[WHAT YOU NEED TO DO]: In the records that come next, find every line with "email". Return those lines.

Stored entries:
● ● ● ● ● ● ●
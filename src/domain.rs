//! User and post entities and their conversion into grid records

use std::fmt;
use std::str::FromStr;

use serde::{Deserialize, Serialize};

use crate::grid::Record;

#[derive(Debug, Clone, Copy, Default, PartialEq, Eq, Hash, Serialize, Deserialize)]
#[serde(rename_all = "lowercase")]
pub enum EntityKind {
    User,
    #[default]
    Post,
}

impl EntityKind {
    pub fn as_str(self) -> &'static str {
        match self {
            EntityKind::User => "user",
            EntityKind::Post => "post",
        }
    }

    /// Tab label
    pub fn label(self) -> &'static str {
        match self {
            EntityKind::User => "Users",
            EntityKind::Post => "Posts",
        }
    }

    pub fn toggled(self) -> Self {
        match self {
            EntityKind::User => EntityKind::Post,
            EntityKind::Post => EntityKind::User,
        }
    }
}

impl fmt::Display for EntityKind {
    fn fmt(&self, f: &mut fmt::Formatter<'_>) -> fmt::Result {
        f.write_str(self.as_str())
    }
}

impl FromStr for EntityKind {
    type Err = String;

    fn from_str(s: &str) -> Result<Self, Self::Err> {
        match s.trim().to_lowercase().as_str() {
            "user" | "users" => Ok(EntityKind::User),
            "post" | "posts" => Ok(EntityKind::Post),
            other => Err(format!("unknown entity kind: {}", other)),
        }
    }
}

#[derive(Debug, Clone, Copy, PartialEq, Eq, Serialize, Deserialize)]
#[serde(rename_all = "lowercase")]
pub enum UserRole {
    Admin,
    Moderator,
    User,
}

impl UserRole {
    pub const ALL: [UserRole; 3] = [UserRole::Admin, UserRole::Moderator, UserRole::User];

    pub fn as_str(self) -> &'static str {
        match self {
            UserRole::Admin => "admin",
            UserRole::Moderator => "moderator",
            UserRole::User => "user",
        }
    }
}

#[derive(Debug, Clone, Copy, PartialEq, Eq, Serialize, Deserialize)]
#[serde(rename_all = "lowercase")]
pub enum UserStatus {
    Active,
    Inactive,
    Suspended,
}

impl UserStatus {
    pub const ALL: [UserStatus; 3] = [UserStatus::Active, UserStatus::Inactive, UserStatus::Suspended];

    pub fn as_str(self) -> &'static str {
        match self {
            UserStatus::Active => "active",
            UserStatus::Inactive => "inactive",
            UserStatus::Suspended => "suspended",
        }
    }
}

#[derive(Debug, Clone, Copy, PartialEq, Eq, Serialize, Deserialize)]
#[serde(rename_all = "lowercase")]
pub enum PostStatus {
    Draft,
    Published,
    Archived,
}

impl PostStatus {
    pub const ALL: [PostStatus; 3] = [PostStatus::Draft, PostStatus::Published, PostStatus::Archived];

    pub fn as_str(self) -> &'static str {
        match self {
            PostStatus::Draft => "draft",
            PostStatus::Published => "published",
            PostStatus::Archived => "archived",
        }
    }
}

impl fmt::Display for PostStatus {
    fn fmt(&self, f: &mut fmt::Formatter<'_>) -> fmt::Result {
        f.write_str(self.as_str())
    }
}

#[derive(Debug, Clone, Copy, PartialEq, Eq, Serialize, Deserialize)]
#[serde(rename_all = "lowercase")]
pub enum PostCategory {
    Development,
    Design,
    Accessibility,
    #[serde(other)]
    Other,
}

impl PostCategory {
    pub const ALL: [PostCategory; 4] = [
        PostCategory::Development,
        PostCategory::Design,
        PostCategory::Accessibility,
        PostCategory::Other,
    ];

    pub fn as_str(self) -> &'static str {
        match self {
            PostCategory::Development => "development",
            PostCategory::Design => "design",
            PostCategory::Accessibility => "accessibility",
            PostCategory::Other => "other",
        }
    }
}

#[derive(Debug, Clone, PartialEq, Serialize, Deserialize)]
#[serde(rename_all = "camelCase")]
pub struct User {
    pub id: u64,
    pub username: String,
    pub email: String,
    pub role: UserRole,
    pub status: UserStatus,
    pub created_at: String,
    #[serde(default)]
    pub last_login: Option<String>,
}

#[derive(Debug, Clone, PartialEq, Serialize, Deserialize)]
#[serde(rename_all = "camelCase")]
pub struct Post {
    pub id: u64,
    pub title: String,
    #[serde(default)]
    pub content: String,
    pub author: String,
    pub category: PostCategory,
    pub status: PostStatus,
    #[serde(default)]
    pub views: u64,
    pub created_at: String,
}

/// Partial user used by create and update; `None` leaves a field alone
#[derive(Debug, Clone, Default, PartialEq)]
pub struct UserPatch {
    pub username: Option<String>,
    pub email: Option<String>,
    pub role: Option<UserRole>,
    pub status: Option<UserStatus>,
}

/// Partial post used by create and update; `None` leaves a field alone
#[derive(Debug, Clone, Default, PartialEq)]
pub struct PostPatch {
    pub title: Option<String>,
    pub content: Option<String>,
    pub author: Option<String>,
    pub category: Option<PostCategory>,
    pub status: Option<PostStatus>,
}

/// Look up an enum variant by its lowercase name
fn variant<T: Copy>(all: &[T], name: &str, as_str: fn(T) -> &'static str, field: &str) -> Result<T, String> {
    let name = name.trim().to_lowercase();
    all.iter()
        .copied()
        .find(|v| as_str(*v) == name)
        .ok_or_else(|| {
            let allowed: Vec<&str> = all.iter().map(|v| as_str(*v)).collect();
            format!("{} must be one of {}", field, allowed.join(", "))
        })
}

/// Escape a field value for prompt input: `;` becomes `\;` and `\` becomes `\\`
pub fn escape_value(value: &str) -> String {
    let mut out = String::with_capacity(value.len());
    for ch in value.chars() {
        if ch == ';' || ch == '\\' {
            out.push('\\');
        }
        out.push(ch);
    }
    out
}

/// Split on `;` except where escaped, unescaping `\;` and `\\` along the way.
/// Any other backslash is kept as is.
fn split_unescaped(input: &str) -> Vec<String> {
    let mut parts = Vec::new();
    let mut current = String::new();
    let mut chars = input.chars().peekable();
    while let Some(ch) = chars.next() {
        match ch {
            '\\' => match chars.peek() {
                Some(&next) if next == ';' || next == '\\' => {
                    current.push(next);
                    chars.next();
                }
                _ => current.push(ch),
            },
            ';' => parts.push(std::mem::take(&mut current)),
            _ => current.push(ch),
        }
    }
    parts.push(current);
    parts
}

/// Split `key=value; key=value` input into trimmed pairs
fn assignments(input: &str) -> Result<Vec<(String, String)>, String> {
    split_unescaped(input)
        .iter()
        .map(|part| part.trim())
        .filter(|part| !part.is_empty())
        .map(|part| match part.split_once('=') {
            Some((key, value)) => Ok((key.trim().to_lowercase(), value.trim().to_string())),
            None => Err(format!("expected key=value, got '{}'", part)),
        })
        .collect()
}

impl UserPatch {
    /// Parse prompt input such as `username=kim; role=admin`
    pub fn parse(input: &str) -> Result<Self, String> {
        let mut patch = Self::default();
        for (key, value) in assignments(input)? {
            match key.as_str() {
                "username" => patch.username = Some(value),
                "email" => patch.email = Some(value),
                "role" => patch.role = Some(variant(&UserRole::ALL, &value, UserRole::as_str, "role")?),
                "status" => {
                    patch.status = Some(variant(&UserStatus::ALL, &value, UserStatus::as_str, "status")?)
                }
                other => return Err(format!("unknown user field '{}'", other)),
            }
        }
        Ok(patch)
    }
}

impl PostPatch {
    /// Parse prompt input such as `title=Hello; category=design`
    pub fn parse(input: &str) -> Result<Self, String> {
        let mut patch = Self::default();
        for (key, value) in assignments(input)? {
            match key.as_str() {
                "title" => patch.title = Some(value),
                "content" => patch.content = Some(value),
                "author" => patch.author = Some(value),
                "category" => {
                    patch.category =
                        Some(variant(&PostCategory::ALL, &value, PostCategory::as_str, "category")?)
                }
                "status" => {
                    patch.status = Some(variant(&PostStatus::ALL, &value, PostStatus::as_str, "status")?)
                }
                other => return Err(format!("unknown post field '{}'", other)),
            }
        }
        Ok(patch)
    }
}

/// Either entity kind
#[derive(Debug, Clone, PartialEq)]
pub enum Entity {
    User(User),
    Post(Post),
}

impl Entity {
    pub fn id(&self) -> u64 {
        match self {
            Entity::User(u) => u.id,
            Entity::Post(p) => p.id,
        }
    }

    pub fn kind(&self) -> EntityKind {
        match self {
            Entity::User(_) => EntityKind::User,
            Entity::Post(_) => EntityKind::Post,
        }
    }

    pub fn created_at(&self) -> &str {
        match self {
            Entity::User(u) => &u.created_at,
            Entity::Post(p) => &p.created_at,
        }
    }

    /// Grid row for this entity. Field order is the order inferred columns use.
    pub fn to_record<H>(&self) -> Record<H> {
        match self {
            Entity::User(u) => Record::new()
                .with("id", u.id)
                .with("username", u.username.as_str())
                .with("email", u.email.as_str())
                .with("role", u.role.as_str())
                .with("status", u.status.as_str())
                .with("createdAt", u.created_at.as_str())
                .with("lastLogin", u.last_login.as_deref()),
            Entity::Post(p) => Record::new()
                .with("id", p.id)
                .with("title", p.title.as_str())
                .with("content", p.content.as_str())
                .with("author", p.author.as_str())
                .with("category", p.category.as_str())
                .with("status", p.status.as_str())
                .with("views", p.views)
                .with("createdAt", p.created_at.as_str()),
        }
    }
}

impl From<User> for Entity {
    fn from(u: User) -> Self {
        Entity::User(u)
    }
}

impl From<Post> for Entity {
    fn from(p: Post) -> Self {
        Entity::Post(p)
    }
}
● ● ● ● ● ● ●
[TASK ANSWER]:
    pub email: String,
    pub email: Option<String>,
                "email" => patch.email = Some(value),
                .with("email", u.email.as_str())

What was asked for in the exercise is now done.